In case of abduction of girls, the age being less than 18 years is an important ingredient, which must be proved beyond reasonable doubt. The evidence in the case has remained in the category of assumption and not proof beyond reasonable doubt. The appellant/accused are, therefore, entitled to benefit of doubt on this count alone. I need not discuss any other evidence on merits of this case, as there was no allegations of use of force or fraud in taking away the girl except her being enticed away by simply suggesting that it would be best for her if she went from her parents house.

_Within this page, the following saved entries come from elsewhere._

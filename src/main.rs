use std::io::{self, BufRead, Write};
use std::path::PathBuf;
use std::time::SystemTime;

use anyhow::{Context, Result};
use clap::Parser;
use hexmapper::{
    Category, Difficulty, Direction, EngineConfig, ExplorerSession, Hex, PaletteGroup,
    TerrainType,
};

/// Columns shown on each side of the explorer.
const VIEW_HALF_WIDTH: i32 = 9;
/// Rows shown above and below the explorer.
const VIEW_HALF_HEIGHT: i32 = 6;

#[derive(Parser, Debug)]
#[command(author, version, about = "Explore a hex map that grows around you", long_about = None)]
struct Cli {
    /// JSON engine config; flags below override its values.
    #[arg(long)]
    config: Option<PathBuf>,
    #[arg(long)]
    seed: Option<String>,
    /// easy, normal, hard or sandbox.
    #[arg(long)]
    difficulty: Option<String>,
    /// Vision radius, 1 to 3.
    #[arg(long)]
    vision: Option<u8>,
    /// Show every generated tile regardless of distance.
    #[arg(long)]
    no_fog: bool,
    /// Biome type placed on the starting tile, by key (e.g. foret).
    #[arg(long)]
    origin: Option<String>,
    /// Comma-separated moves (e.g. "e,e,ne"); prints the result and exits.
    #[arg(long)]
    moves: Option<String>,
}

fn build_config(cli: &Cli) -> Result<EngineConfig> {
    let mut config = match &cli.config {
        Some(path) => EngineConfig::from_file(path)?,
        None => EngineConfig::default(),
    };
    if let Some(seed) = &cli.seed {
        config.seed = seed.clone();
    }
    if let Some(difficulty) = &cli.difficulty {
        config.difficulty = difficulty.parse()?;
    }
    if let Some(vision) = cli.vision {
        config.vision_radius = hexmapper::VisionRadius::new(vision)?;
    }
    if cli.no_fog {
        config.fog_enabled = false;
    }
    if let Some(origin) = &cli.origin {
        config.origin_terrain = origin.parse::<TerrainType>().map_err(hexmapper::ConfigError::from)?;
    }
    config.validate()?;
    Ok(config)
}

fn glyph(terrain: TerrainType) -> char {
    match terrain {
        TerrainType::Foret => 'F',
        TerrainType::Jungle => 'J',
        TerrainType::Plaine => 'P',
        TerrainType::Marais => 'M',
        TerrainType::Mont => '^',
        TerrainType::Sable => 'S',
        TerrainType::Riviere => '=',
        TerrainType::Lac => 'L',
        TerrainType::Oasis => 'O',
        TerrainType::ForetPetrifiee => 'f',
        TerrainType::TerresFongales => 'j',
        TerrainType::CiteFantome => 'c',
        TerrainType::TourbiereAssechee => 'm',
        TerrainType::MontNoir => 'A',
        TerrainType::Saliniere => 's',
        TerrainType::CanyonPlat => '-',
        TerrainType::MerDOmbre => '#',
        TerrainType::NuageToxique => 'x',
    }
}

fn color_code(terrain: TerrainType) -> &'static str {
    let bold = terrain.category() == Category::Biome;
    match (terrain.palette_group(), bold) {
        (PaletteGroup::Vert, true) => "\x1b[1;32m",
        (PaletteGroup::Vert, false) => "\x1b[32m",
        (PaletteGroup::Jaune, true) => "\x1b[1;93m",
        (PaletteGroup::Jaune, false) => "\x1b[93m",
        (PaletteGroup::Orange, true) => "\x1b[1;33m",
        (PaletteGroup::Orange, false) => "\x1b[33m",
        (PaletteGroup::Violet, true) => "\x1b[1;35m",
        (PaletteGroup::Violet, false) => "\x1b[35m",
        (PaletteGroup::Noir, true) => "\x1b[1;90m",
        (PaletteGroup::Noir, false) => "\x1b[90m",
        (PaletteGroup::Rouge, true) => "\x1b[1;31m",
        (PaletteGroup::Rouge, false) => "\x1b[31m",
        (PaletteGroup::Cyan, true) => "\x1b[1;36m",
        (PaletteGroup::Cyan, false) => "\x1b[36m",
        (PaletteGroup::Bleu, true) => "\x1b[1;34m",
        (PaletteGroup::Bleu, false) => "\x1b[34m",
        (PaletteGroup::Rose, true) => "\x1b[1;95m",
        (PaletteGroup::Rose, false) => "\x1b[95m",
    }
}

/// Draws the neighbourhood of the explorer in odd-r offset layout.
fn print_map_ascii(session: &ExplorerSession) {
    let here = session.position();
    let column_of = |hex: Hex| hex.q + (hex.r - hex.r.rem_euclid(2)) / 2;
    let center_column = column_of(here);

    for r in here.r - VIEW_HALF_HEIGHT..=here.r + VIEW_HALF_HEIGHT {
        if r.rem_euclid(2) == 1 {
            print!(" ");
        }
        for column in center_column - VIEW_HALF_WIDTH..=center_column + VIEW_HALF_WIDTH {
            let hex = Hex::new(column - (r - r.rem_euclid(2)) / 2, r);
            let tile = session.world().get(hex);
            let visible = tile.is_some_and(|t| session.is_visible(t));
            let on_river = session.rivers().occupies(hex);

            let cell = if hex == here {
                "\x1b[1;97m@\x1b[0m".to_string()
            } else if let Some(tile) = tile.filter(|_| visible) {
                if on_river {
                    "\x1b[1;96m~\x1b[0m".to_string()
                } else if session.trail().contains(&hex) {
                    "\x1b[97m+\x1b[0m".to_string()
                } else {
                    format!("{}{}\x1b[0m", color_code(tile.terrain), glyph(tile.terrain))
                }
            } else if tile.is_some() {
                "\x1b[2m.\x1b[0m".to_string()
            } else {
                " ".to_string()
            };
            print!("{} ", cell);
        }
        println!();
    }
}

fn print_session_info(session: &ExplorerSession) {
    let summary = session.summary();
    println!("\n\x1b[1mExpedition:\x1b[0m");
    println!("═══════════════════════════════");
    println!(
        "  Seed {} · difficulty {} · move {} (reroll {})",
        summary.seed, summary.difficulty, summary.move_id, summary.reroll_nonce
    );
    println!("  Position {}", summary.position);
    println!(
        "  Tiles {} · Biome {:.1}% · Désert {:.1}%",
        summary.tiles,
        summary.biome_fraction * 100.0,
        (1.0 - summary.biome_fraction) * 100.0
    );
    println!(
        "  Rivers {} ({} finished)",
        summary.rivers, summary.finished_rivers
    );

    for category in [Category::Biome, Category::Desert] {
        let found = session.discovered(category);
        let names: Vec<String> = found
            .iter()
            .map(|t| format!("{}{}\x1b[0m {}", color_code(*t), glyph(*t), t.label()))
            .collect();
        println!(
            "\n\x1b[1m{} discovered ({}/9):\x1b[0m {}",
            category.label(),
            found.len(),
            names.join("  ")
        );
    }
}

fn print_help() {
    println!("\n\x1b[1mCommands:\x1b[0m");
    println!("  e ne nw w sw se   move one tile");
    println!("  r                 reroll the tiles of the last move");
    println!("  g [seed]          reroll the whole world (new seed)");
    println!("  d <difficulty>    easy, normal, hard, sandbox");
    println!("  f                 toggle fog of war");
    println!("  v <1-3>           set vision radius");
    println!("  i                 expedition info");
    println!("  j                 expedition info as JSON");
    println!("  q                 quit");
}

fn time_seed() -> String {
    let secs = SystemTime::now()
        .duration_since(SystemTime::UNIX_EPOCH)
        .map(|d| d.as_secs())
        .unwrap_or_default();
    secs.to_string()
}

/// Applies one command line. Returns `false` when the session should end.
fn run_command(session: &mut ExplorerSession, line: &str) -> Result<bool> {
    let mut words = line.split_whitespace();
    let Some(command) = words.next() else {
        return Ok(true);
    };
    let argument = words.next();

    if let Ok(direction) = command.parse::<Direction>() {
        let report = session.move_explorer(direction);
        println!(
            "Moved {} to {} · {} new tiles",
            direction.short_name(),
            report.position,
            report.tiles_added
        );
        print_map_ascii(session);
        return Ok(true);
    }

    match command {
        "r" => {
            let count = session.reroll_last_move();
            println!("Rerolled {} tiles", count);
            print_map_ascii(session);
        }
        "g" => {
            let seed = argument.map(str::to_string).unwrap_or_else(time_seed);
            session.reroll_global(seed);
            println!("New world, seed {}", session.seed());
            print_map_ascii(session);
        }
        "d" => match argument {
            Some(id) => match session.set_difficulty(id) {
                Ok(()) => println!("Difficulty set to {}", session.profile().difficulty),
                Err(e) => println!("\x1b[91m{}\x1b[0m", e),
            },
            None => println!("Difficulty is {}", session.profile().difficulty),
        },
        "f" => {
            let enabled = !session.fog().enabled;
            session.set_fog(enabled);
            println!("Fog of war {}", if enabled { "on" } else { "off" });
            print_map_ascii(session);
        }
        "v" => match argument.map(str::parse::<u8>) {
            Some(Ok(radius)) => match session.set_vision_radius(radius) {
                Ok(()) => print_map_ascii(session),
                Err(e) => println!("\x1b[91m{}\x1b[0m", e),
            },
            _ => println!("\x1b[91mUsage: v <1-3>\x1b[0m"),
        },
        "i" => print_session_info(session),
        "j" => println!("{}", serde_json::to_string_pretty(&session.summary())?),
        "h" | "?" => print_help(),
        "q" => return Ok(false),
        _ => println!("\x1b[91mUnknown command '{}'. Type h for help.\x1b[0m", command),
    }
    Ok(true)
}

fn run_scripted(session: &mut ExplorerSession, moves: &str) -> Result<()> {
    for step in moves.split(',').map(str::trim).filter(|s| !s.is_empty()) {
        let direction: Direction = step.parse()?;
        session.move_explorer(direction);
    }
    print_map_ascii(session);
    print_session_info(session);
    Ok(())
}

fn main() -> Result<()> {
    tracing_subscriber::fmt()
        .with_env_filter(tracing_subscriber::EnvFilter::from_default_env())
        .with_writer(io::stderr)
        .init();

    let cli = Cli::parse();
    let config = build_config(&cli).context("invalid configuration")?;
    let mut session = ExplorerSession::new(config)?;

    if let Some(moves) = &cli.moves {
        return run_scripted(&mut session, moves);
    }

    println!("=== Hexmapper ===");
    println!("Difficulties: {}", Difficulty::ALL.map(|d| d.id()).join(", "));
    print_help();
    print_map_ascii(&session);

    let stdin = io::stdin();
    let mut input = String::new();
    loop {
        print!("\n> ");
        io::stdout().flush()?;

        input.clear();
        if stdin.lock().read_line(&mut input)? == 0 {
            break;
        }
        if !run_command(&mut session, input.trim())? {
            break;
        }
    }
    println!("Exiting...");
    Ok(())
}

If the girl was major, not minor, at the relevant time, she went of her own will, lead by the representations of some of the accused. There was then no offence. The appellants are entitled to benefit of doubt. 8. The net result of my discussion above is that the conviction of the appellants u/s. 366, 363 cannot be upheld. The same is set aside. The appeal is accepted. The accused are ordered to be set at liberty. 9. Warrants of release shall be sent to the concerned authorities for the release, at once.